Philipp Autenrieth und Nick Beulke (beide BYC) gewinnen mit ihrem Team “Homanit” die Melges 32 Weltmeisterschaft in der Corinthian Division vor Valencia, Spanien. Fritz Homann, Steuermann und Eigner des Teams „Wilma“, wird mit seiner Profimannschaft gesamt Vierter. Ein toller Erfolg in der von Profiseglern dominierten Klasse.
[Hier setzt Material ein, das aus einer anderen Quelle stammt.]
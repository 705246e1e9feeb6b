pub mod auth;
pub mod client_service;
pub mod contract_service;
pub mod event_service;
pub mod user_service;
Die ersten beiden Events diesen Jahres wurden auf Sardinien ausgetragen. Nach einem dritten Stop am Gardasee im Juli wurden noch zwei weitere Events in Spanien gesegelt. Als Vorbereitung für die Weltmeisterschaft in Valencia wurden vor vier Wochen die Pre-Worlds in Barcelona veranstaltet. Wie in den letzten Jahren wird die Klasse nach wie vor von italienischen und spanischen Segelprofis dominiert. Die Melges 32 ist eine One Design Klasse mit Owner-Driver Rule.

Insgesamt gingen 15 Boote in Valencia an den Start. Es waren Steuerleute aus zehn verschiedenen Nationen vertreten.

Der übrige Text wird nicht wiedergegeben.